Robyn Roberts : Vous en êtes à combien de livres maintenant ?
Danielle Steel : Je viens de terminer mon 150e, la semaine dernière.

RR : Et vous en écrivez plusieurs à la fois ?
DS : J’en ai généralement cinq en cours en même temps.

RR : Et cette année, vous en publierez sept [aux États-Unis], comment faites-vous Danielle ?
DS : Je suis comme ça, je travaille tout le temps. Et mon éditeur [américain] a accepté d’en publié six car les lecteurs n’arrêtent pas de me demander : « pouvez-vous en écrire plus ? Pouvez-vous en écrire plus ? », je leur réponds : « vous plaisantez ? Je sors à peine de chez moi ! »

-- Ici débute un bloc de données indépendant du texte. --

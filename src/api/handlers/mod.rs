//! Request handlers.

pub mod health;
pub mod shorturl;
pub mod tracker;
//! Exercise tracker records.

use chrono::NaiveDate;
use serde::{Deserialize, Serialize};

/// Generate a store-side record identifier.
///
/// 32 lowercase hex characters.
#[must_use]
pub fn new_record_id() -> String {
    uuid::Uuid::new_v4().simple().to_string()
}

/// A registered user.
#[derive(Debug, Clone, PartialEq, Eq, Serialize, Deserialize)]
pub struct User {
    /// Store-generated identifier.
    pub id: String,

    /// Unique display name.
    pub username: String,
}

impl User {
    /// Create a user with a fresh identifier.
    #[must_use]
    pub fn new(username: impl Into<String>) -> Self {
        Self {
            id: new_record_id(),
            username: username.into(),
        }
    }
}

/// Exercise fields supplied by the caller.
#[derive(Debug, Clone, PartialEq, Eq)]
pub struct NewExercise {
    /// Owning user.
    pub user_id: String,
    /// What was done.
    pub description: String,
    /// Minutes spent.
    pub duration: u32,
    /// Calendar day of the session.
    pub date: NaiveDate,
}

/// A logged exercise session.
#[derive(Debug, Clone, PartialEq, Eq, Serialize, Deserialize)]
pub struct Exercise {
    /// Store-generated identifier.
    pub id: String,

    /// Owning user; checked against the user collection on insert only.
    pub user_id: String,

    /// What was done.
    pub description: String,

    /// Minutes spent.
    pub duration: u32,

    /// Calendar day of the session.
    pub date: NaiveDate,
}

impl From<NewExercise> for Exercise {
    fn from(new: NewExercise) -> Self {
        Self {
            id: new_record_id(),
            user_id: new.user_id,
            description: new.description,
            duration: new.duration,
            date: new.date,
        }
    }
}

/// Query over one user's exercise log.
///
/// Both date bounds are inclusive.
#[derive(Debug, Clone, PartialEq, Eq)]
pub struct ExerciseFilter {
    /// Earliest date to include.
    pub from: Option<NaiveDate>,
    /// Latest date to include.
    pub to: Option<NaiveDate>,
    /// Maximum number of entries to return.
    pub limit: usize,
}

impl ExerciseFilter {
    /// Whether an exercise falls inside the date window.
    #[must_use]
    pub fn matches(&self, exercise: &Exercise) -> bool {
        self.from.is_none_or(|from| exercise.date >= from)
            && self.to.is_none_or(|to| exercise.date <= to)
    }

    /// Apply the filter to exercises already scoped to one user, keeping their order.
    pub fn apply<'a, I>(&self, exercises: I) -> Vec<Exercise>
    where
        I: IntoIterator<Item = &'a Exercise>,
    {
        exercises
            .into_iter()
            .filter(|exercise| self.matches(exercise))
            .take(self.limit)
            .cloned()
            .collect()
    }
}

#[cfg(test)]
mod tests {
    use super::*;

    fn exercise(day: u32) -> Exercise {
        NewExercise {
            user_id: "u1".to_string(),
            description: format!("run {day}"),
            duration: 30,
            date: NaiveDate::from_ymd_opt(2024, 1, day).unwrap(),
        }
        .into()
    }

    #[test]
    fn test_record_ids_are_unique_hex() {
        let a = new_record_id();
        let b = new_record_id();
        assert_eq!(a.len(), 32);
        assert!(a.chars().all(|c| c.is_ascii_hexdigit()));
        assert_ne!(a, b);
    }

    #[test]
    fn test_filter_bounds_are_inclusive() {
        let log: Vec<Exercise> = (1..=5).map(exercise).collect();
        let filter = ExerciseFilter {
            from: NaiveDate::from_ymd_opt(2024, 1, 2),
            to: NaiveDate::from_ymd_opt(2024, 1, 4),
            limit: 100,
        };

        let days: Vec<String> = filter
            .apply(&log)
            .into_iter()
            .map(|e| e.description)
            .collect();
        assert_eq!(days, vec!["run 2", "run 3", "run 4"]);
    }

    #[test]
    fn test_filter_limit_keeps_order() {
        let log: Vec<Exercise> = (1..=5).map(exercise).collect();
        let filter = ExerciseFilter {
            from: None,
            to: None,
            limit: 2,
        };

        let picked = filter.apply(&log);
        assert_eq!(picked.len(), 2);
        assert_eq!(picked[0].description, "run 1");
        assert_eq!(picked[1].description, "run 2");
    }

    #[test]
    fn test_filter_with_inverted_window_matches_nothing() {
        let log: Vec<Exercise> = (1..=5).map(exercise).collect();
        let filter = ExerciseFilter {
            from: NaiveDate::from_ymd_opt(2024, 1, 4),
            to: NaiveDate::from_ymd_opt(2024, 1, 2),
            limit: 100,
        };
        assert!(filter.apply(&log).is_empty());
    }
}
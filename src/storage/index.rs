//! Unique index checks shared by the backends.

use crate::domain::{ShortUrl, User};
use crate::error::{StorageError, StorageResult};

/// Reject a username that is already registered.
pub fn check_username(existing: &[User], username: &str) -> StorageResult<()> {
    if existing.iter().any(|u| u.username == username) {
        return Err(StorageError::Duplicate {
            field: "username",
            value: username.to_string(),
        });
    }
    Ok(())
}

/// Reject a URL record whose `short` or `original` is already stored.
pub fn check_url(existing: &[ShortUrl], url: &ShortUrl) -> StorageResult<()> {
    if existing.iter().any(|u| u.short == url.short) {
        return Err(StorageError::Duplicate {
            field: "short",
            value: url.short.to_string(),
        });
    }
    if existing.iter().any(|u| u.original == url.original) {
        return Err(StorageError::Duplicate {
            field: "original",
            value: url.original.clone(),
        });
    }
    Ok(())
}
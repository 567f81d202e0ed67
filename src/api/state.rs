//! Application state for Axum handlers.

use std::sync::Arc;

use metrics_exporter_prometheus::PrometheusHandle;

use crate::config::AppConfig;
use crate::service::{ShortenerService, TrackerService};
use crate::storage::DynStorage;

/// Shared application state.
#[derive(Clone)]
pub struct AppState {
    /// Application configuration.
    pub config: Arc<AppConfig>,
    /// Storage backend.
    pub storage: Arc<DynStorage>,
    /// Exercise tracker service.
    pub tracker: Arc<TrackerService>,
    /// URL shortener service.
    pub shortener: Arc<ShortenerService>,
    /// Prometheus render handle; `None` when metrics are disabled.
    pub metrics: Option<PrometheusHandle>,
}

impl AppState {
    /// Create a new application state.
    pub fn new(
        config: Arc<AppConfig>,
        storage: Arc<DynStorage>,
        metrics: Option<PrometheusHandle>,
    ) -> Self {
        let tracker = Arc::new(TrackerService::new(Arc::clone(&storage), &config.tracker));
        let shortener = Arc::new(ShortenerService::new(
            Arc::clone(&storage),
            &config.shortener,
        ));

        Self {
            config,
            storage,
            tracker,
            shortener,
            metrics,
        }
    }
}
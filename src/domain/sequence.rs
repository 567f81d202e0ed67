//! Sequence state.

use serde::{Deserialize, Serialize};

/// Persistent state of a sequence.
#[derive(Debug, Clone, Serialize, Deserialize)]
pub struct SequenceState {
    /// Sequence name.
    pub name: String,

    /// Next value to be allocated.
    pub current_value: u64,

    /// Bumped on every change.
    pub version: u64,

    /// Last update timestamp (milliseconds since epoch).
    pub updated_at: i64,
}

impl SequenceState {
    /// Create a new sequence state.
    #[must_use]
    pub fn new(name: String, start_value: u64) -> Self {
        Self {
            name,
            current_value: start_value,
            version: 0,
            updated_at: chrono::Utc::now().timestamp_millis(),
        }
    }

    /// Hand out the next value and advance the counter past it.
    ///
    /// Returns `None` if the counter would overflow.
    pub fn allocate(&mut self) -> Option<u64> {
        let value = self.current_value;
        self.current_value = value.checked_add(1)?;
        self.touch();
        Some(value)
    }

    /// Raise the counter to at least `floor`. Never moves it backwards.
    ///
    /// Returns whether the counter changed.
    pub fn advance_to(&mut self, floor: u64) -> bool {
        if floor <= self.current_value {
            return false;
        }
        self.current_value = floor;
        self.touch();
        true
    }

    fn touch(&mut self) {
        self.version += 1;
        self.updated_at = chrono::Utc::now().timestamp_millis();
    }
}
//! A document collection stored as one JSON array file.
//!
//! Writes go to a temporary sibling that is renamed over the data file, so a
//! crash mid-write leaves the previous contents intact. The `flock` is held on
//! a separate `.lock` sibling because the rename replaces the data file.

use std::ffi::OsString;
use std::fs::File;
use std::io::{Read, Write};
use std::marker::PhantomData;
use std::path::{Path, PathBuf};

use fs2::FileExt;
use serde::Serialize;
use serde::de::DeserializeOwned;
use tokio::sync::Mutex;

use crate::error::{StorageError, StorageResult};

/// JSON array of documents guarded by a process mutex and an `flock`.
pub struct FileCollection<T> {
    /// Collection file.
    path: PathBuf,
    /// Serializes access within this process.
    lock: Mutex<()>,
    _marker: PhantomData<fn() -> T>,
}

impl<T> FileCollection<T>
where
    T: Serialize + DeserializeOwned,
{
    /// Create a collection backed by `path`. The file is created on first write.
    #[must_use]
    pub fn new(path: PathBuf) -> Self {
        Self {
            path,
            lock: Mutex::new(()),
            _marker: PhantomData,
        }
    }

    /// Read every document.
    pub async fn read_all(&self) -> StorageResult<Vec<T>> {
        let _guard = self.lock.lock().await;

        if !self.path.exists() {
            return Ok(Vec::new());
        }

        let lock_file = self.open_lock_file()?;
        lock_file
            .lock_shared()
            .map_err(|e| StorageError::LockFailed(e.to_string()))?;

        let documents = read_documents(&self.path);
        lock_file
            .unlock()
            .map_err(|e| StorageError::LockFailed(e.to_string()))?;

        documents
    }

    /// Read-modify-write under an exclusive lock.
    ///
    /// The file is replaced only when `update_fn` succeeds.
    pub async fn update<F, R>(&self, update_fn: F) -> StorageResult<R>
    where
        F: FnOnce(&mut Vec<T>) -> StorageResult<R>,
    {
        let _guard = self.lock.lock().await;

        if let Some(parent) = self.path.parent() {
            std::fs::create_dir_all(parent)?;
        }

        let lock_file = self.open_lock_file()?;
        lock_file
            .lock_exclusive()
            .map_err(|e| StorageError::LockFailed(e.to_string()))?;

        let result = (|| -> StorageResult<R> {
            let mut documents = if self.path.exists() {
                read_documents(&self.path)?
            } else {
                Vec::new()
            };
            let output = update_fn(&mut documents)?;

            let json = serde_json::to_string_pretty(&documents)?;
            replace_file(&self.path, json.as_bytes())?;

            Ok(output)
        })();

        lock_file
            .unlock()
            .map_err(|e| StorageError::LockFailed(e.to_string()))?;

        result
    }

    fn open_lock_file(&self) -> StorageResult<File> {
        Ok(std::fs::OpenOptions::new()
            .write(true)
            .create(true)
            .truncate(false)
            .open(sibling(&self.path, ".lock"))?)
    }
}

/// `path` with `suffix` appended to its file name.
fn sibling(path: &Path, suffix: &str) -> PathBuf {
    let mut name = OsString::from(path.as_os_str());
    name.push(suffix);
    PathBuf::from(name)
}

/// Write `contents` to a temporary sibling, then rename it over `path`.
fn replace_file(path: &Path, contents: &[u8]) -> StorageResult<()> {
    let tmp_path = sibling(path, ".tmp");

    let mut tmp = File::create(&tmp_path)?;
    tmp.write_all(contents)?;
    tmp.sync_all()?;
    drop(tmp);

    std::fs::rename(&tmp_path, path)?;
    Ok(())
}

/// Parse the collection file; an empty file is an empty collection.
fn read_documents<T: DeserializeOwned>(path: &Path) -> StorageResult<Vec<T>> {
    let mut raw = String::new();
    File::open(path)?.read_to_string(&mut raw)?;

    if raw.trim().is_empty() {
        return Ok(Vec::new());
    }

    Ok(serde_json::from_str(&raw)?)
}

#[cfg(test)]
mod tests {
    use super::*;
    use tempfile::TempDir;

    #[tokio::test]
    async fn test_missing_file_reads_empty() {
        let temp = TempDir::new().unwrap();
        let collection: FileCollection<String> = FileCollection::new(temp.path().join("c.json"));
        assert!(collection.read_all().await.unwrap().is_empty());
    }

    #[tokio::test]
    async fn test_update_persists() {
        let temp = TempDir::new().unwrap();
        let path = temp.path().join("nested/c.json");
        let collection: FileCollection<u32> = FileCollection::new(path.clone());

        let len = collection
            .update(|docs| {
                docs.extend([1, 2, 3]);
                Ok(docs.len())
            })
            .await
            .unwrap();
        assert_eq!(len, 3);

        let reopened: FileCollection<u32> = FileCollection::new(path);
        assert_eq!(reopened.read_all().await.unwrap(), vec![1, 2, 3]);
    }

    #[tokio::test]
    async fn test_failed_update_leaves_file_untouched() {
        let temp = TempDir::new().unwrap();
        let collection: FileCollection<u32> = FileCollection::new(temp.path().join("c.json"));

        collection
            .update(|docs| {
                docs.push(7);
                Ok(())
            })
            .await
            .unwrap();

        let result: StorageResult<()> = collection
            .update(|docs| {
                docs.push(8);
                Err(StorageError::Duplicate {
                    field: "value",
                    value: "8".to_string(),
                })
            })
            .await;
        assert!(result.is_err());
        assert_eq!(collection.read_all().await.unwrap(), vec![7]);
    }

    #[tokio::test]
    async fn test_update_replaces_file_without_leftovers() {
        let temp = TempDir::new().unwrap();
        let path = temp.path().join("c.json");
        let tmp_path = temp.path().join("c.json.tmp");
        let collection: FileCollection<u32> = FileCollection::new(path.clone());

        collection
            .update(|docs| {
                docs.extend([1, 2]);
                Ok(())
            })
            .await
            .unwrap();
        assert!(!tmp_path.exists());

        // A half-written temp file from an interrupted write is ignored
        std::fs::write(&tmp_path, "[1, 2, 3").unwrap();
        assert_eq!(collection.read_all().await.unwrap(), vec![1, 2]);

        collection
            .update(|docs| {
                docs.push(3);
                Ok(())
            })
            .await
            .unwrap();
        assert!(!tmp_path.exists());

        let raw = std::fs::read_to_string(&path).unwrap();
        let stored: Vec<u32> = serde_json::from_str(&raw).unwrap();
        assert_eq!(stored, vec![1, 2, 3]);
    }
}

RR : J’en fais partie ! Parlez-nous de votre dernier roman paru, Collection privée.
DS : Il est vraiment intéressant, je suis souvent intriguée par ces personnes très âgées dont nous n’avons aucune idée de comment elles étaient plus jeunes. Là, c’est une vieille dame qui décède et personne ne sait vraiment qui elle est. Elle laisse derrière elle un coffre-fort qui contient une fascinante correspondance et une fortune en bijoux – alors que tout le monde pensait qu’elle n’avait pas d’argent. Et deux personnes, une qui travaille au tribunal et l’autre dans une maison de vente aux enchères, retracent sa vie et découvrent de nombreuses surprises.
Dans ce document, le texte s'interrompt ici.